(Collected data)
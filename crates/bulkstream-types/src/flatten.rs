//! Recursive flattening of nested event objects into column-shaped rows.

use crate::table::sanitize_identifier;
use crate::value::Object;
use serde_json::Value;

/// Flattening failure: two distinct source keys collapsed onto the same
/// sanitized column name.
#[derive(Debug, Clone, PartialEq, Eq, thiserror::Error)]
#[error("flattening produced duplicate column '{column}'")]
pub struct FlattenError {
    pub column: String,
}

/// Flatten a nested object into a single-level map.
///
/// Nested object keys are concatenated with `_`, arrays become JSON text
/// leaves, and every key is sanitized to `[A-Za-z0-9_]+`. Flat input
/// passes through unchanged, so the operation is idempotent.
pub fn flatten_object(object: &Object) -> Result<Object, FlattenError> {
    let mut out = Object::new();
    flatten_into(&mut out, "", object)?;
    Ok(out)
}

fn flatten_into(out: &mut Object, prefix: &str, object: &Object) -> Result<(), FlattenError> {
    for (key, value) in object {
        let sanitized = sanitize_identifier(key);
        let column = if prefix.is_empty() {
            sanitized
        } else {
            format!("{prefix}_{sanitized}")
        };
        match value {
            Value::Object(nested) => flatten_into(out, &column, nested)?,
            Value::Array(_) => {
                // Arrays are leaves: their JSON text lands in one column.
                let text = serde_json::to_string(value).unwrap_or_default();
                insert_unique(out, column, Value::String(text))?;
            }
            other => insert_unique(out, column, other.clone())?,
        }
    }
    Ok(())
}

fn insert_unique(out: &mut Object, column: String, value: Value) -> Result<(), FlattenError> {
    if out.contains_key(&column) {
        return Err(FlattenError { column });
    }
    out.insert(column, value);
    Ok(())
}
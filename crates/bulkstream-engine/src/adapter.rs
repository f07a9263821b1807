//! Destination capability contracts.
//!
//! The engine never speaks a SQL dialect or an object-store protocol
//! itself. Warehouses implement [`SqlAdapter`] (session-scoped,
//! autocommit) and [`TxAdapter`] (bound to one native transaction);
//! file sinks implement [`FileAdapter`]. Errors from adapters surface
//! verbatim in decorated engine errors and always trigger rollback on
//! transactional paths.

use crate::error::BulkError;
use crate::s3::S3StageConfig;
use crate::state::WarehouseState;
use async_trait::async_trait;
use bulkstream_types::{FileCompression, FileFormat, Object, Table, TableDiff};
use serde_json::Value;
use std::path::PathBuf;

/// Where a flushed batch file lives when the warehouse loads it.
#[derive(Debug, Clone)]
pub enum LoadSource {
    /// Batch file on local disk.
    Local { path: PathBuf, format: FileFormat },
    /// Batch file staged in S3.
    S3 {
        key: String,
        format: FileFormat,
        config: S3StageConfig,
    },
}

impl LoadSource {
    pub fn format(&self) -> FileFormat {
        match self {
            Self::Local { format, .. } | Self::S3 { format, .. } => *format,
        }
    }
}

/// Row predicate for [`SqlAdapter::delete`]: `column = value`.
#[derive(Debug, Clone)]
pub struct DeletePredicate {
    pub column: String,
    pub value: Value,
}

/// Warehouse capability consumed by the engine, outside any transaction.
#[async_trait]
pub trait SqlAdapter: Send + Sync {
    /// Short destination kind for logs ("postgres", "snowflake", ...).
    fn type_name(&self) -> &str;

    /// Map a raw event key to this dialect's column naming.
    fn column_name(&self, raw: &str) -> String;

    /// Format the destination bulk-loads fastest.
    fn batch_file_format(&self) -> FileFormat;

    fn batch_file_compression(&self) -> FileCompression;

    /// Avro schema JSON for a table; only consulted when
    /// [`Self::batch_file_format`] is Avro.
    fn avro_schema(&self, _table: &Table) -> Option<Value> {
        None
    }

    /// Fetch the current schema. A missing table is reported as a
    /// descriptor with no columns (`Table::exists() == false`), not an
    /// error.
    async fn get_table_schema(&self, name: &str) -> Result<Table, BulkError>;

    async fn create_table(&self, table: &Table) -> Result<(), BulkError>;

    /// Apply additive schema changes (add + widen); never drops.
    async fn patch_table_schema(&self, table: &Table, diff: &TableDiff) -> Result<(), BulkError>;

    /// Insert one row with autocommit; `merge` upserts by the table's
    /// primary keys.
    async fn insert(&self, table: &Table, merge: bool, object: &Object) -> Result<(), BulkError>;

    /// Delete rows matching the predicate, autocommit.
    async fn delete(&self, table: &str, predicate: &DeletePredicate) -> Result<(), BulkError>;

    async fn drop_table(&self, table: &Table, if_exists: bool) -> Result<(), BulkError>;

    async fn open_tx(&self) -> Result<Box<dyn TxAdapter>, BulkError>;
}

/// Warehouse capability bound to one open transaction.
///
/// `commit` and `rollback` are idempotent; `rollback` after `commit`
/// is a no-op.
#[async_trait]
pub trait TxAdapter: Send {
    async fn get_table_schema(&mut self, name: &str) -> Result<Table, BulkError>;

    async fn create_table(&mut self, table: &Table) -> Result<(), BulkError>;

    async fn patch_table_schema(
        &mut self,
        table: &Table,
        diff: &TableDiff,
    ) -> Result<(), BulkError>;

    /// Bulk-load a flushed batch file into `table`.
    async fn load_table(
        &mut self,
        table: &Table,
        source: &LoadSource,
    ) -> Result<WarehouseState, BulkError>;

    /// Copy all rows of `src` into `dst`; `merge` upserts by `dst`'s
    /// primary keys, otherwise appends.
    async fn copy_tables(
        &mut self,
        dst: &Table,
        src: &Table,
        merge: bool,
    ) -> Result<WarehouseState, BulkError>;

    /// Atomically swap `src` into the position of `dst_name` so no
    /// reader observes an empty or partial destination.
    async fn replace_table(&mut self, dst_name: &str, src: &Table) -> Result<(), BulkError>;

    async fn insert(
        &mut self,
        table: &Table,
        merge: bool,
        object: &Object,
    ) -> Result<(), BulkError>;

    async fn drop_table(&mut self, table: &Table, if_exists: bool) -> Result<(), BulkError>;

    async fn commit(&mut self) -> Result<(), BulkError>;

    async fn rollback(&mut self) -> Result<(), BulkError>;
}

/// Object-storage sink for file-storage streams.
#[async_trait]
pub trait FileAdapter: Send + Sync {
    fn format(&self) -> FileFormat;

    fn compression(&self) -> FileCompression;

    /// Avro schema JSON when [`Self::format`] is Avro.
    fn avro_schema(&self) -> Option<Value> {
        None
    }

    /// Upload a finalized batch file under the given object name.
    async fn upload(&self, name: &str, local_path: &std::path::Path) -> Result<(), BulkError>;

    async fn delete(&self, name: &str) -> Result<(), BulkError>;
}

The task =>
The lines of the data, from the first through the one containing "let mut out = Object::new();", are to be transcribed exactly.

Problem solution =>
filename crates/bulkstream-types/src/flatten.rs
//! Recursive flattening of nested event objects into column-shaped rows.

use crate::table::sanitize_identifier;
use crate::value::Object;
use serde_json::Value;

/// Flattening failure: two distinct source keys collapsed onto the same
/// sanitized column name.
#[derive(Debug, Clone, PartialEq, Eq, thiserror::Error)]
#[error("flattening produced duplicate column '{column}'")]
pub struct FlattenError {
    pub column: String,
}

/// Flatten a nested object into a single-level map.
///
/// Nested object keys are concatenated with `_`, arrays become JSON text
/// leaves, and every key is sanitized to `[A-Za-z0-9_]+`. Flat input
/// passes through unchanged, so the operation is idempotent.
pub fn flatten_object(object: &Object) -> Result<Object, FlattenError> {
    let mut out = Object::new();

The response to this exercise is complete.